THE belief in the presence and power of angels to intervene is strong in popular conservative culture. In a remarkable 1999 Hallmark film, “A Season for Miracles,” an angel plays a pivotal role in helping a loving aunt to two children whose incarcerated, drug addicted mother places them in a situation forcing them to run and escape from the foster care system that threatens to split them apart during Christmas. The film is based on a novel by Marilyn Pappano and scripted by Maria Nation. It was very ably directed by Michael Pressman.

It is a heartwarming story set in a small town called Bethlehem during Christmas with engaging characters like Agatha and Corrina. For those with a penchant for romance, the story has spades of it as well. So check this film out on youtube whether it is Christmas or not. In my opinion, this is a timeless piece of good work worth watching a hundred times. It will be an hour and some minutes to lighten your load and feel the presence of angels in your life as well.

Suspend disbelief. That is the only way to enjoy stories about angels.

Trawl the internet and social media and read about how angels, though unseen in many instances, can be felt by many who believe in them. There are many instances when the presence and oftentimes the direct interventions of one’s personal guardian angel are a part of the twists and turns of the unraveling story of many people’s lives.

Many have written about their encounters with angels, documenting how their guardian angels are a real part of their lives guarding, guiding and protecting them from harm and on many occasions, even from death, because their time had not yet come. I am sure many others have their own personal stories to tell about this unseen entity that can be ascribed to the presence of God himself – an ever-present help to aid us in navigating life on earth.

The common image of an angel is a beautiful heavenly being with piercing eyes, big white pair of wings and long cascading golden hair, robed in androgynous white gown and who is neither male nor female but to which we ascribe the word  “he” just for convenience.

An angel, who is an eternal celestial being, is not subject to the constraints of gravity, time, space or language problems. Communication between protector and protectee is often wordless and automatic. Some are messengers and some bring punishment and death but each has a definite purpose, most of which are beneficial to humans.

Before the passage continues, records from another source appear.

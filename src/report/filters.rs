//! Display-only dashboard filters
//!
//! Filters narrow what is rendered; they never touch the loaded tables.
//! Empty or whitespace-only inputs are no-ops.

use chrono::NaiveDate;
use serde::Deserialize;

use super::charts::GroupTotal;
use super::errors::{ReportError, ReportResult};

/// Filter inputs as submitted from the dashboard form or query string
#[derive(Debug, Clone, Default, Deserialize)]
pub struct DashboardFilters {
    /// Inclusive start date, `YYYY-MM-DD`
    #[serde(default)]
    pub start: Option<String>,
    /// Inclusive end date, `YYYY-MM-DD`
    #[serde(default)]
    pub end: Option<String>,
    /// Case-insensitive category substring
    #[serde(default)]
    pub category: Option<String>,
    /// Case-insensitive brand substring
    #[serde(default)]
    pub brand: Option<String>,
}

impl DashboardFilters {
    /// Parsed date range; both ends optional
    pub fn date_range(&self) -> ReportResult<DateRange> {
        let start = parse_date("start", self.start.as_deref())?;
        let end = parse_date("end", self.end.as_deref())?;

        if let (Some(s), Some(e)) = (start, end) {
            if s > e {
                return Err(ReportError::InvertedRange {
                    start: s.to_string(),
                    end: e.to_string(),
                });
            }
        }

        Ok(DateRange { start, end })
    }

    pub fn category_needle(&self) -> Option<&str> {
        non_empty(self.category.as_deref())
    }

    pub fn brand_needle(&self) -> Option<&str> {
        non_empty(self.brand.as_deref())
    }

    /// Trimmed value for echoing back into the form
    pub fn field(&self, name: &str) -> &str {
        let value = match name {
            "start" => self.start.as_deref(),
            "end" => self.end.as_deref(),
            "category" => self.category.as_deref(),
            "brand" => self.brand.as_deref(),
            _ => None,
        };
        value.map(str::trim).unwrap_or("")
    }
}

/// Inclusive date bounds
#[derive(Debug, Clone, Copy, Default, PartialEq, Eq)]
pub struct DateRange {
    pub start: Option<NaiveDate>,
    pub end: Option<NaiveDate>,
}

fn non_empty(value: Option<&str>) -> Option<&str> {
    value.map(str::trim).filter(|v| !v.is_empty())
}

fn parse_date(field: &'static str, value: Option<&str>) -> ReportResult<Option<NaiveDate>> {
    match non_empty(value) {
        None => Ok(None),
        Some(raw) => NaiveDate::parse_from_str(raw, "%Y-%m-%d")
            .map(Some)
            .map_err(|_| ReportError::InvalidDate {
                field,
                value: raw.to_string(),
            }),
    }
}

/// Case-insensitive substring test
pub fn contains_ci(haystack: &str, needle: &str) -> bool {
    haystack.to_lowercase().contains(&needle.to_lowercase())
}

/// Keeps groups whose label contains `needle`, ignoring case
pub fn filter_groups(groups: Vec<GroupTotal>, needle: Option<&str>) -> Vec<GroupTotal> {
    match needle {
        None => groups,
        Some(needle) => groups
            .into_iter()
            .filter(|g| contains_ci(&g.label, needle))
            .collect(),
    }
}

Some claim to have seen their angels appearing differently from the common image we believe of winged beings. Some morph into human form to lend a hand, to protect from danger or avert disaster then disappear quickly.

They appear specially when the humans they are protecting find themselves in dire straits and need help. As one might imagine, angels are extremely busy considering the weakness of humans and their predilection to stray from the straight and narrow.

In Frank Capra’s classic Christmas film, “It’s a Wonderful Life,” Clarence, a portly, bumbling character aspiring to become an angel must earn his wings by doing something good for a human being in desperate need and contemplating suicide. “Every time a bell rings, an angel gets his wings,” is a memorable line in this classic film that is intended never to get old and aptly becomes new again for a new generation around the Christmas season.

On the other hand, in the warped imagination of liberal film makers, “Michael” supposedly about Michael, the Archangel, the highest seraphim who fought Satan and flung him to the burning sulfurous depths of hell and believed to be the protector of the nation of Israel, is portrayed as somewhat of a sleaze who is more human than angelic. 

In this film, Archangel Michael can charm females because he smells of cookies and who is a bit of a Lothario to boot. It may be somewhat funny to color outside the lines in portraying angels but don’t be fooled by the liberal yarn on angels. Hollywood, in my opinion, has no gravitas on angelic matters.

Trust your own instincts. Your own personal experience will color the lens with which you view and relate with your personal guardian angel. God so loved the world, He sent His only son to redeem us from sin and death so we may gain eternal life.  Angels are sent to help us during our time here on earth towards this arduous journey to eternal life.